--- Provided material Enclosed Below ---

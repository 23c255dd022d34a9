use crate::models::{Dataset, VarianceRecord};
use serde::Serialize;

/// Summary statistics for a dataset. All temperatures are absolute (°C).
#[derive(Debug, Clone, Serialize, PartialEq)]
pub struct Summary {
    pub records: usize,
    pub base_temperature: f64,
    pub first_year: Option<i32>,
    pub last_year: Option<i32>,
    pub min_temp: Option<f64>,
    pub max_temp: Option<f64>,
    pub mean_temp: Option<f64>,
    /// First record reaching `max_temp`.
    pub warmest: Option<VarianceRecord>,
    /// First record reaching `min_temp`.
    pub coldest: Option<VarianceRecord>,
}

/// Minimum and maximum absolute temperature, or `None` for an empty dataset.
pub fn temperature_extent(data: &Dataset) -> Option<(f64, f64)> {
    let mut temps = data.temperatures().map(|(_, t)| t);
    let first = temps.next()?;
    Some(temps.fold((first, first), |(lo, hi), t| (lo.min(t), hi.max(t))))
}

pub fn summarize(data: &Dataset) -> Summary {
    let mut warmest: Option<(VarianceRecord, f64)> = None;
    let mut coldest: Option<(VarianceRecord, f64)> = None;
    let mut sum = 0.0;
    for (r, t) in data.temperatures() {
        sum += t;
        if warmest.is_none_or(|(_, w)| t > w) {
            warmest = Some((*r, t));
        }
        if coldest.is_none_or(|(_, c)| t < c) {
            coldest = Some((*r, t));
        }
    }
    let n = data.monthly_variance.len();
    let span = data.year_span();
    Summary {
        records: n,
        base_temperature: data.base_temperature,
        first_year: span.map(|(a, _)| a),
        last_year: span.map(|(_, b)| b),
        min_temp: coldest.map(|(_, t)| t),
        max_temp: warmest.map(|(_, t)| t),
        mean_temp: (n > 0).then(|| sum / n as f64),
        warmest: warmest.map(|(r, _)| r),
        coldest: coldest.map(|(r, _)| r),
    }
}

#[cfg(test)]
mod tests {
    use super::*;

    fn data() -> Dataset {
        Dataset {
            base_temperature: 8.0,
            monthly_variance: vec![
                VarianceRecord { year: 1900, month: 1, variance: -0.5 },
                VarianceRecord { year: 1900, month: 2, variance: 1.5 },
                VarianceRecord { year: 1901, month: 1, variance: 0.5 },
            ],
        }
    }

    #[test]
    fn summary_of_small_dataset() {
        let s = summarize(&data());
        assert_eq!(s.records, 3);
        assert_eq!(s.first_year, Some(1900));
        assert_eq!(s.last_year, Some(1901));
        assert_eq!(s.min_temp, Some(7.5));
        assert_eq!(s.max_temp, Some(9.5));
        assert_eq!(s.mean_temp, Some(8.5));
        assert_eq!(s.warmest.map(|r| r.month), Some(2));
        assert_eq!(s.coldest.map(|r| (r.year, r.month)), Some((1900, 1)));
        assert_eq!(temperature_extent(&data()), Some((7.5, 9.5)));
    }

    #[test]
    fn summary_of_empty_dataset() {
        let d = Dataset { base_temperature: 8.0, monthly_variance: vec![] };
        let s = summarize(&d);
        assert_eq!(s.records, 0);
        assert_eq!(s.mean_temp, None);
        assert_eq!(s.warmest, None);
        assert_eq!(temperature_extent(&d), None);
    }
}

--- End of Enclosed Provided material ---
--- Provided material Enclosed Below ---

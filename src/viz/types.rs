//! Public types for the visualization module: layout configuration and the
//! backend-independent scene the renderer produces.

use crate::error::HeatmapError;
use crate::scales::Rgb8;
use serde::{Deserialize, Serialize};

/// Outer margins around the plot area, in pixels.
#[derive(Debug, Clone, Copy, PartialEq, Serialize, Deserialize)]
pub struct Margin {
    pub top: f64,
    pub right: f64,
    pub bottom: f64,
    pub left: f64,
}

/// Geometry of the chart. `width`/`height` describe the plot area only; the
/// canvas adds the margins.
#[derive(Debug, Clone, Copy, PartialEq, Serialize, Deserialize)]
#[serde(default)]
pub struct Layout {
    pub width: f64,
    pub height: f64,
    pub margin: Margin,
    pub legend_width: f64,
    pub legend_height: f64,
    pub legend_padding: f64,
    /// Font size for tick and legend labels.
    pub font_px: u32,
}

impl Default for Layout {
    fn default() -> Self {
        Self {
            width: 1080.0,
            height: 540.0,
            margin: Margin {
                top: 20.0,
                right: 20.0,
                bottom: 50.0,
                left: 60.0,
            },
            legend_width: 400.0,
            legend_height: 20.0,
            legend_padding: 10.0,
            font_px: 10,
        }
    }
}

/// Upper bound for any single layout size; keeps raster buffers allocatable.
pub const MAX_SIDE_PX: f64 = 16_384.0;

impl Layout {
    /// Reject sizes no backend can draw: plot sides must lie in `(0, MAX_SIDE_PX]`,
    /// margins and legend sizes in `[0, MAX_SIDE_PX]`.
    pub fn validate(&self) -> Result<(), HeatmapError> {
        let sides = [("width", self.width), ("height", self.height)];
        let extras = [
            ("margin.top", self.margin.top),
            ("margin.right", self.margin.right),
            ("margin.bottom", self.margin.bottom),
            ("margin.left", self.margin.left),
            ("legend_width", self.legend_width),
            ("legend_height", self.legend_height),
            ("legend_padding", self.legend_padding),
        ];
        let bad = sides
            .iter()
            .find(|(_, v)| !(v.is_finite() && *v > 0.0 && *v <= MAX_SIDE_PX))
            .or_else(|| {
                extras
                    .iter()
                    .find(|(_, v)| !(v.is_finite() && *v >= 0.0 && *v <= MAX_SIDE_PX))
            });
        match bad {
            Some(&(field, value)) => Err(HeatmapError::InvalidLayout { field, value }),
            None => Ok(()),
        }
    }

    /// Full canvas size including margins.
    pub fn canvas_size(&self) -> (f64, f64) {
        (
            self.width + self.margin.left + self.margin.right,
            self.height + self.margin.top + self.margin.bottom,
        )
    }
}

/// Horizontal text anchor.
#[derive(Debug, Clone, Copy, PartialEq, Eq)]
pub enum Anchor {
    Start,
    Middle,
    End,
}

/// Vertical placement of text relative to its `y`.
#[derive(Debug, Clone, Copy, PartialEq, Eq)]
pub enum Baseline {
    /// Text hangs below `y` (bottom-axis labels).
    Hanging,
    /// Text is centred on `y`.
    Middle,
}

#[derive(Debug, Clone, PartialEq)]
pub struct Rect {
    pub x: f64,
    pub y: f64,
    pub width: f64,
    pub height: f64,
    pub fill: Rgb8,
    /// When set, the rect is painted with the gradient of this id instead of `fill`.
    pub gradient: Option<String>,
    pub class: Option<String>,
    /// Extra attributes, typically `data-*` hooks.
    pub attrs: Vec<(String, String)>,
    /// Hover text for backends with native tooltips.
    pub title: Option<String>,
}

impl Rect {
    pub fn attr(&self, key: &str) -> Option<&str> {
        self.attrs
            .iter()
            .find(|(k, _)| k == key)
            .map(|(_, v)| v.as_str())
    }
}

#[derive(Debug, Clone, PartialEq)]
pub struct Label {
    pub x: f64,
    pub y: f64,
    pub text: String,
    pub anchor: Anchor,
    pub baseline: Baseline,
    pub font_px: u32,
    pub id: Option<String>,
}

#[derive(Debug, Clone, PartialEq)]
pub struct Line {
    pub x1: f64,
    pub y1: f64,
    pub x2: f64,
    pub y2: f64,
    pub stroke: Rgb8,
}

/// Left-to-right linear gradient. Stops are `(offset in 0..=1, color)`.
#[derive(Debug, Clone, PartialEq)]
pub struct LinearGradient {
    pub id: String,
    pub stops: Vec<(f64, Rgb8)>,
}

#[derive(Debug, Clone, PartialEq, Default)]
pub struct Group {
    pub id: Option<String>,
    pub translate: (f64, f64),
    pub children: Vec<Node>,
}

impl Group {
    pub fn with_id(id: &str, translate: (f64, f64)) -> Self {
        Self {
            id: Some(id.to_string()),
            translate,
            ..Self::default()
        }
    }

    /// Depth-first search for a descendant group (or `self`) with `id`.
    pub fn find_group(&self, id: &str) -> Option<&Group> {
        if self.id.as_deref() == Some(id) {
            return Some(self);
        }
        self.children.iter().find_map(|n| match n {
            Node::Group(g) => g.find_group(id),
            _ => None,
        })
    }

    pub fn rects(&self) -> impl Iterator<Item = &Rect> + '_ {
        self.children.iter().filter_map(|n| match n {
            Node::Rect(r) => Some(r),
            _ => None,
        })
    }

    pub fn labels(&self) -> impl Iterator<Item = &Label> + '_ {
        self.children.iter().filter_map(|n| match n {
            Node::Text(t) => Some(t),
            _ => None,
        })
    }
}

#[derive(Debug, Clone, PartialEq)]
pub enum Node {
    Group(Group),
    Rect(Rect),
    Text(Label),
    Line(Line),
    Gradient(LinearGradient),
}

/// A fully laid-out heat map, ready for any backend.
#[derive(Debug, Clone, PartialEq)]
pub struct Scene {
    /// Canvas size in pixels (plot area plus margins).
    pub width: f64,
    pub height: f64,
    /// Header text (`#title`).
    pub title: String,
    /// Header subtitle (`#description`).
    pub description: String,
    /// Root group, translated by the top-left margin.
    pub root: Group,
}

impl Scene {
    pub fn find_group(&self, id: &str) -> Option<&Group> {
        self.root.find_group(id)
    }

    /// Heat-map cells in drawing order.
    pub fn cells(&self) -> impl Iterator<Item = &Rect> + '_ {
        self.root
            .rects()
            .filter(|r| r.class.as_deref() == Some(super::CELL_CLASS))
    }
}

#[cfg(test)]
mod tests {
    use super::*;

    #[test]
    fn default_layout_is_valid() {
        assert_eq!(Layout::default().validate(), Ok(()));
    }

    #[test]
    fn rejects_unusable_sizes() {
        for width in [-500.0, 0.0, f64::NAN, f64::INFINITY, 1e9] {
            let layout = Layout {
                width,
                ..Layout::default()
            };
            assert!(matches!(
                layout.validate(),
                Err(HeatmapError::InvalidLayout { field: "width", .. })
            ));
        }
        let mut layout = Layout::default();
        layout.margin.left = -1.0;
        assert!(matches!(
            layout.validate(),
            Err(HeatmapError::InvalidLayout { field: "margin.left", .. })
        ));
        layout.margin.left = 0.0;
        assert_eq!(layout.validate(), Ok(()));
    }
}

--- End of Enclosed Provided material ---
--- Provided material Enclosed Below ---

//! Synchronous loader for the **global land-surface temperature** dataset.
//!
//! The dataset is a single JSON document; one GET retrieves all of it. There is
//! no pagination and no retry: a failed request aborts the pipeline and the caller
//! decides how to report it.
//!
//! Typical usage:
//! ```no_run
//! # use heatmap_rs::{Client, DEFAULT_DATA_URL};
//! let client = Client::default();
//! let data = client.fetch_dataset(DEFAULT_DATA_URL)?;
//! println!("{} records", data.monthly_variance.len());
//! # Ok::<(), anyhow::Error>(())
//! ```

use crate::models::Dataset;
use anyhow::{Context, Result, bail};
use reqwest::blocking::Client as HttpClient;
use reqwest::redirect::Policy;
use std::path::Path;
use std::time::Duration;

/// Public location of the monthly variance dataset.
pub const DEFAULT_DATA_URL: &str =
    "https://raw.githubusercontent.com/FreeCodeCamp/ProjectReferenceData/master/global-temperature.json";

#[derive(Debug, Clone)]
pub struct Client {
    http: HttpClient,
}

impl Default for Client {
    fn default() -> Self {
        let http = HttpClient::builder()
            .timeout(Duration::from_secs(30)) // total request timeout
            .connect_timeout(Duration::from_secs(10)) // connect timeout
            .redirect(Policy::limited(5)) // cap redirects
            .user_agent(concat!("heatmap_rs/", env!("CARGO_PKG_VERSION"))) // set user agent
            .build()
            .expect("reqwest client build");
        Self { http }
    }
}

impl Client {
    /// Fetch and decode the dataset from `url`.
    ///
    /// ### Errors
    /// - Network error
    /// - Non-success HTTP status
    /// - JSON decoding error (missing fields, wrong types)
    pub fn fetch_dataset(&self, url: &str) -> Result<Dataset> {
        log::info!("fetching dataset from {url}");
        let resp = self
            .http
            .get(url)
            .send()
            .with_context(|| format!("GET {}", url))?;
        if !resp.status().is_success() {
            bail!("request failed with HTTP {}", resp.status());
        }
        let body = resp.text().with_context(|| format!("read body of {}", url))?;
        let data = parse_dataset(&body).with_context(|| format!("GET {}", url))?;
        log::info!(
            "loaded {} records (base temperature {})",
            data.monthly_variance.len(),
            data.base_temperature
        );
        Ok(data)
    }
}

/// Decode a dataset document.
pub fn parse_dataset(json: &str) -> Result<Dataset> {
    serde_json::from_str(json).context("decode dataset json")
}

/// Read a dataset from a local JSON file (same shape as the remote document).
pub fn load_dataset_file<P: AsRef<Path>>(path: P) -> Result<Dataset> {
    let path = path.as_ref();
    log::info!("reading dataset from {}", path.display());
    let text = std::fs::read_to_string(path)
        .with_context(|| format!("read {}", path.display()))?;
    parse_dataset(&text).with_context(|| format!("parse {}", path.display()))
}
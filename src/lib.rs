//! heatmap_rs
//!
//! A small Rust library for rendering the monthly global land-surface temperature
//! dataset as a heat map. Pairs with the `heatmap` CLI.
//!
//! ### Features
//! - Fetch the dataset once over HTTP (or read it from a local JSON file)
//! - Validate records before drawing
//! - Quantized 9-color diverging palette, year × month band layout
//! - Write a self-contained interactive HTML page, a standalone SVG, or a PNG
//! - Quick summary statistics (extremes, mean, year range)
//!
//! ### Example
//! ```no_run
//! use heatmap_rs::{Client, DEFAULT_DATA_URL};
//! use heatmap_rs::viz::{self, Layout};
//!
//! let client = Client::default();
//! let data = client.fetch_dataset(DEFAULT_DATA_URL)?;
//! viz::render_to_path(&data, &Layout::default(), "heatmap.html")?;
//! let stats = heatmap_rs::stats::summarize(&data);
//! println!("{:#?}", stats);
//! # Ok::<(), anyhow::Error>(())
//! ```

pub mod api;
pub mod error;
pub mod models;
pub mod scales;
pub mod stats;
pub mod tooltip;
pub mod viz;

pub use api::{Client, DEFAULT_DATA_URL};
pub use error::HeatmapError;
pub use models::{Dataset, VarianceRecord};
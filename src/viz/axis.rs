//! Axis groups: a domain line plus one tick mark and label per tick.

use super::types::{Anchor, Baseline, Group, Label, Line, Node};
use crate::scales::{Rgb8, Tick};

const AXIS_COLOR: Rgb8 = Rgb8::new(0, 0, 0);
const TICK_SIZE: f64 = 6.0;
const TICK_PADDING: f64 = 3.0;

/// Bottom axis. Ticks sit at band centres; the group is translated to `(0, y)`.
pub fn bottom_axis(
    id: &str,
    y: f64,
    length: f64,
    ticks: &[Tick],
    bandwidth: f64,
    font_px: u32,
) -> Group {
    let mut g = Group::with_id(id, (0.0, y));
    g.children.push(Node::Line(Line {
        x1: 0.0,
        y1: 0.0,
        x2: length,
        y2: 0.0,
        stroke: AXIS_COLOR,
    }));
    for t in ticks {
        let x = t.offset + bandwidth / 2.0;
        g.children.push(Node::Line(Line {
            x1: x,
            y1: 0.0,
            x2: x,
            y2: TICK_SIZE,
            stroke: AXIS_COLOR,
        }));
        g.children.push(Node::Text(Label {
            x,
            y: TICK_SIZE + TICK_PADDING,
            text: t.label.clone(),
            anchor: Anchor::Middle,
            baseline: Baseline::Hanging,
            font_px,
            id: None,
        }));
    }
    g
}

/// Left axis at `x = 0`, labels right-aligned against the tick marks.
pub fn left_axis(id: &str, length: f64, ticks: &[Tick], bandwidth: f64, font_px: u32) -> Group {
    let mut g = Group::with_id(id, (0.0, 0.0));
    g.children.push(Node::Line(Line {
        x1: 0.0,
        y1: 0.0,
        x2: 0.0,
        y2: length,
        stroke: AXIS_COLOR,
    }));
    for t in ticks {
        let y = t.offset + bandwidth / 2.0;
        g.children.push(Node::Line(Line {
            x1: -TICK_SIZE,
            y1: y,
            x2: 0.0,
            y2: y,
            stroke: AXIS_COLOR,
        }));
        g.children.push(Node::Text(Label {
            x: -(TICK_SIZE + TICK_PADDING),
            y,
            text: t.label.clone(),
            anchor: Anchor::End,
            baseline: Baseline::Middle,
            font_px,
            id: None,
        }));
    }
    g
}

--- End of Enclosed Provided material ---

> Task directions: Everything above from the line containing "pub fn rects(&self)" through the line containing "layout.margin.left = -1.0;" must be copied exactly. Nothing outside that range belongs in the answer.

> Response:
    pub fn rects(&self) -> impl Iterator<Item = &Rect> + '_ {
        self.children.iter().filter_map(|n| match n {
            Node::Rect(r) => Some(r),
            _ => None,
        })
    }

    pub fn labels(&self) -> impl Iterator<Item = &Label> + '_ {
        self.children.iter().filter_map(|n| match n {
            Node::Text(t) => Some(t),
            _ => None,
        })
    }
}

#[derive(Debug, Clone, PartialEq)]
pub enum Node {
    Group(Group),
    Rect(Rect),
    Text(Label),
    Line(Line),
    Gradient(LinearGradient),
}

/// A fully laid-out heat map, ready for any backend.
#[derive(Debug, Clone, PartialEq)]
pub struct Scene {
    /// Canvas size in pixels (plot area plus margins).
    pub width: f64,
    pub height: f64,
    /// Header text (`#title`).
    pub title: String,
    /// Header subtitle (`#description`).
    pub description: String,
    /// Root group, translated by the top-left margin.
    pub root: Group,
}

impl Scene {
    pub fn find_group(&self, id: &str) -> Option<&Group> {
        self.root.find_group(id)
    }

    /// Heat-map cells in drawing order.
    pub fn cells(&self) -> impl Iterator<Item = &Rect> + '_ {
        self.root
            .rects()
            .filter(|r| r.class.as_deref() == Some(super::CELL_CLASS))
    }
}

#[cfg(test)]
mod tests {
    use super::*;

    #[test]
    fn default_layout_is_valid() {
        assert_eq!(Layout::default().validate(), Ok(()));
    }

    #[test]
    fn rejects_unusable_sizes() {
        for width in [-500.0, 0.0, f64::NAN, f64::INFINITY, 1e9] {
            let layout = Layout {
                width,
                ..Layout::default()
            };
            assert!(matches!(
                layout.validate(),
                Err(HeatmapError::InvalidLayout { field: "width", .. })
            ));
        }
        let mut layout = Layout::default();
        layout.margin.left = -1.0;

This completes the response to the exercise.